### WORK INSTRUCTIONS
If a line of the data below holds the string "UpgradeId", copy it.

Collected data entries

=== Section Start ===

use crate::core::{Branch, Game, GameBuilder, TopologyError};
use crate::model::{
    Condition, Conversion, CostRequirement, Formula, Generator, GeneratorId, LayerId,
    PurchaseMode, ResetRule, Resource, ResourceId, Upgrade, UpgradeId,
};
use crate::num::Decimal;

/// Starting (and reset) amount of vertices.
pub const STARTING_POINTS: i32 = 10;

/// Ids of the objects the shell and tests address directly.
#[derive(Debug, Clone, Copy, PartialEq, Eq)]
pub struct ContentIds {
    pub main: LayerId,
    pub vertices: LayerId,
    pub lines: LayerId,
    pub irregular: LayerId,
    pub alpha: LayerId,
    pub points: ResourceId,
    pub line_points: ResourceId,
    pub irregular_points: ResourceId,
    pub alpha_points: ResourceId,
    pub alpha_power: ResourceId,
    /// Vertex upgrades 11 through 14, in order.
    pub vertex_upgrades: [UpgradeId; 4],
    /// Vertex repeatable 21.
    pub vertex_repeatable: GeneratorId,
    /// Generators α1 and α2.
    pub alpha_generators: [GeneratorId; 2],
}

/// Builds the shape game: a point-producing main layer and the vertex,
/// line, irregular-quadrilateral and alpha layers around it.
pub fn build_game() -> Result<(Game, ContentIds), TopologyError> {
    let mut builder = GameBuilder::new();

    let main = builder.layer("main", "Tree");
    let vertices = builder.layer("v", "Vertices");
    let lines = builder.layer("l", "Lines");
    let irregular = builder.layer("iq", "Irregular Quadrilaterals");
    let alpha = builder.layer("a", "Alpha");

    let points = builder.resource(
        main,
        Resource::new("main.points", "vertices", STARTING_POINTS)
            .with_best()
            .with_total(),
    );

    let upgrade_specs = [
        ("v.11", 10, "Start generating vertices"),
        ("v.12", 10, "Double vertex generation"),
        ("v.13", 20, "Vertex generation is multiplied by 1+(vertex upgrades/3)"),
        ("v.14", 40, "Multiply vertex generation by log10(vertices+1)+1"),
    ];
    let mut vertex_upgrades = Vec::with_capacity(upgrade_specs.len());
    for (key, cost, description) in upgrade_specs {
        let mut upgrade = Upgrade::new(key, description, CostRequirement::new(points, cost));
        if let Some(previous) = vertex_upgrades.last() {
            upgrade = upgrade.visible_when(Condition::UpgradeBought(*previous));
        }
        vertex_upgrades.push(builder.upgrade(vertices, upgrade));
    }
    let [u11, u12, u13, u14] = [
        vertex_upgrades[0],
        vertex_upgrades[1],
        vertex_upgrades[2],
        vertex_upgrades[3],
    ];

    let vertex_repeatable = builder.generator(
        vertices,
        Generator::new(
            "v.21",
            "Vertex repeatable",
            CostRequirement::new(points, Formula::variable().mul(25).add(50)),
        )
        .with_description("Multiply vertex generation by 1.5 per upgrade")
        .with_effect(Formula::variable().pow_base(1.5))
        .visible_when(Condition::UpgradeBought(u14)),
    );
    builder.reset_rule(vertices, ResetRule::whole_layer(vertices));

    let point_gain = Formula::constant(1)
        .mul(Formula::constant(2).when_bought(u12))
        .mul(Formula::upgrades_bought(vertices).div(3).add(1).when_bought(u13))
        .mul(Formula::resource(points).add(1).log10().add(1).when_bought(u14))
        .mul(Formula::owned(vertex_repeatable).pow_base(1.5));
    builder.production(
        main,
        points,
        Formula::select(Condition::UpgradeBought(u11), point_gain, 0),
    );

    let line_points = builder.resource(lines, Resource::new("l.points", "lines", 0));
    builder.conversion(
        lines,
        Conversion::cumulative(points, line_points, Formula::variable().log10().div(6).sub(1)),
    );

    let irregular_points = builder.resource(
        irregular,
        Resource::new("iq.points", "irregular quadrilaterals", 0),
    );
    builder.conversion(
        irregular,
        Conversion::cumulative(points, irregular_points, Formula::variable().log10().sub(2)),
    );

    let alpha_points = builder.resource(alpha, Resource::new("a.points", "alpha", 0));
    let alpha_power = builder.resource(
        alpha,
        Resource::new("a.power", "α power", 0).with_best(),
    );
    builder.conversion(
        alpha,
        Conversion::cumulative(points, alpha_points, Formula::variable().div(5).sqrt()),
    );
    let alpha_one = builder.generator(
        alpha,
        Generator::new(
            "a.gen.1",
            "Generator α1",
            CostRequirement::new(alpha_points, Formula::variable().div(5).floor().pow_base(3)),
        )
        .with_description("Generates 1 α power per second")
        .with_purchase_mode(PurchaseMode::Max)
        .producing(alpha_power),
    );
    let alpha_two = builder.generator(
        alpha,
        Generator::new(
            "a.gen.2",
            "Generator α2",
            CostRequirement::new(alpha_power, Formula::variable().add(1).pow_base(10)),
        )
        .with_description("Generates 0.1 bonus α1 per second")
        .with_effect(Formula::variable().div(10))
        .visible_when(Condition::GeneratorOwned {
            generator: alpha_one,
            at_least: Decimal::from(5),
        })
        .feeding(alpha_one),
    );

    let on_reset = ResetRule::resources([points]);
    let game = builder.build(
        vec![vec![vertices], vec![lines, irregular, alpha]],
        &[
            Branch::new(lines, vertices),
            Branch::new(irregular, vertices),
            Branch::new(alpha, vertices),
        ],
        on_reset,
    )?;

    Ok((
        game,
        ContentIds {
            main,
            vertices,
            lines,
            irregular,
            alpha,
            points,
            line_points,
            irregular_points,
            alpha_points,
            alpha_power,
            vertex_upgrades: [u11, u12, u13, u14],
            vertex_repeatable,
            alpha_generators: [alpha_one, alpha_two],
        },
    ))
}

#[cfg(test)]
mod tests {
    use super::{STARTING_POINTS, build_game};
    use crate::model::StateView;
    use crate::num::Decimal;

    #[test]
    fn content_builds_with_acyclic_visibility() {
        let (game, ids) = build_game().expect("content should build");

        assert!(game.visibility_is_acyclic());
        assert_eq!(game.layer_id("iq"), Some(ids.irregular));
        assert_eq!(game.tree().descendants(ids.alpha), vec![ids.vertices]);
        assert_eq!(
            game.resource_value(ids.points),
            Some(Decimal::from(STARTING_POINTS))
        );
    }

    #[test]
    fn points_only_flow_after_the_first_upgrade() {
        let (mut game, ids) = build_game().expect("content should build");
        let [u11, u12, ..] = ids.vertex_upgrades;

        game.tick(1.0);
        assert_eq!(game.resource_value(ids.points), Some(Decimal::from(10)));

        game.purchase_upgrade(u11).expect("first upgrade");
        assert_eq!(game.resource_value(ids.points), Some(Decimal::ZERO));
        game.tick(10.0);
        assert_eq!(game.resource_value(ids.points), Some(Decimal::from(10)));

        game.purchase_upgrade(u12).expect("second upgrade");
        game.tick(5.0);
        assert_eq!(game.resource_value(ids.points), Some(Decimal::from(10)));
        assert_eq!(game.production_rate(ids.points), Ok(Decimal::from(2)));
    }

    #[test]
    fn upgrades_unlock_in_sequence() {
        let (game, ids) = build_game().expect("content should build");
        let [u11, u12, _, u14] = ids.vertex_upgrades;

        assert!(game.is_upgrade_visible(u11));
        assert!(!game.is_upgrade_visible(u12));
        assert!(!game.is_upgrade_visible(u14));
        assert!(!game.is_generator_visible(ids.vertex_repeatable));
    }
}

=== Section End ===

### REPLY
    PurchaseMode, ResetRule, Resource, ResourceId, Upgrade, UpgradeId,
    pub vertex_upgrades: [UpgradeId; 4],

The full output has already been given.